══ Material supplied ══
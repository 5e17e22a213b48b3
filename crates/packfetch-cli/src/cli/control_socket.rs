//! Control socket: server (during `packfetch start`) and client (for `pause` / `cancel`).
//! Protocol: one line per command, "pause <job>" or "cancel <job>"; the listener
//! answers each with one line: "ok", "unknown-job" (another job is running here) or
//! "error" (malformed command).

use anyhow::Result;
use packfetch_core::JobController;
use std::io::ErrorKind;
use std::path::{Path, PathBuf};
use std::time::Duration;
use tokio::io::{AsyncBufReadExt, AsyncWriteExt, BufReader};
use tokio::net::{UnixListener, UnixStream};

#[derive(Debug, Clone, Copy, PartialEq, Eq)]
pub enum ControlVerb {
    Pause,
    Cancel,
}

impl ControlVerb {
    pub fn as_str(self) -> &'static str {
        match self {
            ControlVerb::Pause => "pause",
            ControlVerb::Cancel => "cancel",
        }
    }
}

pub const REPLY_OK: &str = "ok";
pub const REPLY_UNKNOWN_JOB: &str = "unknown-job";
pub const REPLY_ERROR: &str = "error";

const REPLY_TIMEOUT: Duration = Duration::from_secs(5);

/// Parse one protocol line. Malformed lines yield None.
pub fn parse_command(line: &str) -> Option<(ControlVerb, &str)> {
    let (verb, job) = line.trim().split_once(' ')?;
    let job = job.trim();
    if job.is_empty() {
        return None;
    }
    match verb {
        "pause" => Some((ControlVerb::Pause, job)),
        "cancel" => Some((ControlVerb::Cancel, job)),
        _ => None,
    }
}

async fn apply(controller: &JobController, verb: ControlVerb) {
    let res = match verb {
        ControlVerb::Pause => controller.request_pause().await.map(|_| ()),
        ControlVerb::Cancel => controller.cancel().await,
    };
    if let Err(e) = res {
        tracing::warn!(job = %controller.spec().name, "control {}: {:#}", verb.as_str(), e);
    }
}

/// Listener bound for the lifetime of a foreground run; removes the socket file on drop.
pub struct ControlListener {
    path: PathBuf,
    task: tokio::task::JoinHandle<()>,
}

impl Drop for ControlListener {
    fn drop(&mut self) {
        self.task.abort();
        let _ = std::fs::remove_file(&self.path);
    }
}

/// Bind `path` and forward "pause <job>" / "cancel <job>" lines addressed to this
/// controller's job. Lines for other jobs are answered "unknown-job" and not applied.
pub fn spawn_control_listener(
    controller: JobController,
    path: impl AsRef<Path>,
) -> Result<ControlListener> {
    let path = path.as_ref().to_path_buf();
    if let Some(parent) = path.parent() {
        std::fs::create_dir_all(parent)?;
    }
    let _ = std::fs::remove_file(&path);
    let listener = UnixListener::bind(&path)?;
    let task = tokio::spawn(async move {
        loop {
            match listener.accept().await {
                Ok((stream, _)) => {
                    let controller = controller.clone();
                    tokio::spawn(async move {
                        let (read, mut write) = stream.into_split();
                        let mut reader = BufReader::new(read).lines();
                        while let Ok(Some(line)) = reader.next_line().await {
                            let reply = match parse_command(&line) {
                                Some((verb, job)) if job == controller.spec().name => {
                                    tracing::info!(job, "control socket: {}", verb.as_str());
                                    apply(&controller, verb).await;
                                    REPLY_OK
                                }
                                Some((_, job)) => {
                                    tracing::debug!(job, "control socket: not our job");
                                    REPLY_UNKNOWN_JOB
                                }
                                None => {
                                    tracing::debug!("control socket: ignored {:?}", line);
                                    REPLY_ERROR
                                }
                            };
                            let reply = format!("{}\n", reply);
                            if write.write_all(reply.as_bytes()).await.is_err() {
                                break;
                            }
                        }
                    });
                }
                Err(e) => tracing::debug!("control socket accept: {}", e),
            }
        }
    });
    Ok(ControlListener { path, task })
}

/// Send "<verb> <job>\n" to the control socket. Returns true only when the listener
/// answers "ok": false when nobody is listening (no socket file, or a stale one left
/// by a crashed process) or the foreground run belongs to another job.
pub async fn send_command(socket_path: &Path, verb: ControlVerb, job: &str) -> Result<bool> {
    if !socket_path.exists() {
        return Ok(false);
    }
    let mut stream = match UnixStream::connect(socket_path).await {
        Ok(s) => s,
        Err(e) if matches!(e.kind(), ErrorKind::ConnectionRefused | ErrorKind::NotFound) => {
            return Ok(false)
        }
        Err(e) => return Err(e.into()),
    };
    let msg = format!("{} {}\n", verb.as_str(), job);
    stream.write_all(msg.as_bytes()).await?;
    stream.shutdown().await?;

    let mut reply = String::new();
    let mut reader = BufReader::new(stream);
    match tokio::time::timeout(REPLY_TIMEOUT, reader.read_line(&mut reply)).await {
        Ok(Ok(_)) => {}
        Ok(Err(e)) => return Err(e.into()),
        Err(_) => {
            tracing::warn!(path = %socket_path.display(), "control socket: no reply");
            return Ok(false);
        }
    }
    let reply = reply.trim();
    if reply != REPLY_OK {
        tracing::debug!(job, reply, "control socket: command not applied");
    }
    Ok(reply == REPLY_OK)
}
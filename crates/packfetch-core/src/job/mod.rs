//! Job controller: lifecycle state machine for one named download+install job.
//!
//! `DOWNLOADING -> {PAUSED, FAILED, CANCELLED, COMPLETED}`, `PAUSED -> DOWNLOADING |
//! CANCELLED`, `FAILED -> DOWNLOADING`. A run is driven by a tokio task; the chunk
//! transfer itself happens on worker threads under `spawn_blocking`.

mod aggregator;
mod controller;
pub mod lock;
mod publisher;
mod registry;
mod run;
pub mod status;

use anyhow::Result;
use std::path::PathBuf;
use std::time::Duration;

use crate::config::PackfetchConfig;
use crate::retry::RetryPolicy;
use crate::transfer::TransferOptions;

pub use controller::JobController;
pub use registry::{JobRegistry, Registration};
pub use status::{DownloadSnapshot, DownloadStatus, Progress};

/// Identity and locations of a job. Part files and the merged archive live in
/// `download_dir`; the archive is installed into `extract_dir`.
#[derive(Debug, Clone, PartialEq, Eq)]
pub struct JobSpec {
    pub name: String,
    pub download_dir: PathBuf,
    pub extract_dir: PathBuf,
}

impl JobSpec {
    pub fn from_config(name: &str, cfg: &PackfetchConfig) -> Result<Self> {
        Ok(JobSpec {
            name: name.to_string(),
            download_dir: cfg.resolved_download_dir()?,
            extract_dir: cfg.resolved_extract_dir()?,
        })
    }
}

/// Tunables shared by every run of a job.
#[derive(Debug, Clone, Copy)]
pub struct JobSettings {
    pub chunk_count: usize,
    pub checkpoint_interval: Duration,
    pub transfer: TransferOptions,
    pub retry: RetryPolicy,
}

impl JobSettings {
    pub fn from_config(cfg: &PackfetchConfig) -> Self {
        JobSettings {
            chunk_count: cfg.chunk_count.max(1),
            checkpoint_interval: cfg.checkpoint_interval(),
            transfer: cfg.transfer_options(),
            retry: cfg.retry_policy(),
        }
    }
}

impl Default for JobSettings {
    fn default() -> Self {
        JobSettings::from_config(&PackfetchConfig::default())
    }
}
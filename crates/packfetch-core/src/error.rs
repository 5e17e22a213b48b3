//! Typed errors for job runs and controller commands.
//!
//! `JobError` is what ends a run in FAILED; its `Display` text is what the user sees.
//! `ControlError` is returned synchronously by controller commands.

use std::path::PathBuf;

use thiserror::Error;

use crate::retry::ChunkError;

/// Why a run failed. Pause and cancel are not errors (see `SuspendReason`).
#[derive(Debug, Error)]
pub enum JobError {
    /// Non-2xx response for a chunk request.
    #[error("server returned HTTP {status} for chunk {index}")]
    Http { index: usize, status: u32 },

    /// Network-level failure (timeout, reset, DNS) after retries were exhausted.
    #[error("network error on chunk {index}: {source}")]
    Transfer {
        index: usize,
        #[source]
        source: curl::Error,
    },

    /// A 2xx response ended before the requested range was delivered.
    #[error("connection closed early on chunk {index}: got {received} of {expected} bytes")]
    PartialTransfer {
        index: usize,
        expected: u64,
        received: u64,
    },

    /// Writing a part file failed.
    #[error("failed to write chunk {index}: {source}")]
    ChunkStorage {
        index: usize,
        #[source]
        source: std::io::Error,
    },

    /// The server answered a ranged request with the whole file.
    #[error("server ignored the range request for chunk {index} (HTTP {status})")]
    RangeIgnored { index: usize, status: u32 },

    /// HTTP 416: the planned range no longer fits the remote file.
    #[error("requested range not satisfiable for chunk {index}")]
    RangeNotSatisfiable { index: usize },

    /// A chunk worker thread panicked.
    #[error("chunk worker {index} panicked")]
    WorkerPanicked { index: usize },

    /// Part files could not be inspected or removed before a transfer pass.
    #[error("failed to prepare part files: {0}")]
    PartFiles(String),

    /// Size probe succeeded but gave no positive length.
    #[error("could not determine the file size")]
    UnknownSize,

    /// Size probe request failed.
    #[error("size probe failed: {0}")]
    Probe(String),

    /// Transfer ended without every chunk at its full length.
    #[error("file not fully downloaded ({downloaded} of {total} bytes), please retry")]
    IncompleteTransfer { downloaded: u64, total: u64 },

    #[error("missing chunk file {}", .path.display())]
    MissingChunk { path: PathBuf },

    #[error("failed to merge chunks: {0}")]
    Merge(#[source] std::io::Error),

    /// An archive entry would land outside the extraction root.
    #[error("archive entry escapes the install directory: {entry}")]
    ExtractionSecurity { entry: String },

    #[error("extraction failed: {0}")]
    ExtractionIo(String),

    /// The state store could not be read or written.
    #[error("state store error: {0}")]
    Store(String),

    /// A background task died unexpectedly.
    #[error("internal error: {0}")]
    Internal(String),
}

impl JobError {
    /// Attribute a chunk failure to chunk `index`.
    pub fn from_chunk(index: usize, e: ChunkError) -> Self {
        match e {
            ChunkError::Http(416) => JobError::RangeNotSatisfiable { index },
            ChunkError::Http(status) => JobError::Http { index, status },
            ChunkError::Curl(source) => JobError::Transfer { index, source },
            ChunkError::PartialTransfer { expected, received } => JobError::PartialTransfer {
                index,
                expected,
                received,
            },
            ChunkError::Storage(source) => JobError::ChunkStorage { index, source },
            ChunkError::RangeIgnored { status } => JobError::RangeIgnored { index, status },
        }
    }

    pub fn store(e: anyhow::Error) -> Self {
        JobError::Store(format!("{:#}", e))
    }

    pub fn is_range_not_satisfiable(&self) -> bool {
        matches!(self, JobError::RangeNotSatisfiable { .. })
    }
}

/// Errors returned by controller commands (as opposed to run failures).
#[derive(Debug, Error)]
pub enum ControlError {
    #[error("job {job} is already running")]
    AlreadyRunning { job: String },

    #[error("invalid download URL {url}: {reason}")]
    InvalidUrl { url: String, reason: String },

    #[error("invalid output file name {0:?}")]
    InvalidFileName(String),

    #[error(transparent)]
    Other(#[from] anyhow::Error),
}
═══
● **What is required**: Wherever the string "bool" occurs in the entries, copy that whole line.

● **Your solution**:
pub async fn send_command(socket_path: &Path, verb: ControlVerb, job: &str) -> Result<bool> {
    pub fn is_range_not_satisfiable(&self) -> bool {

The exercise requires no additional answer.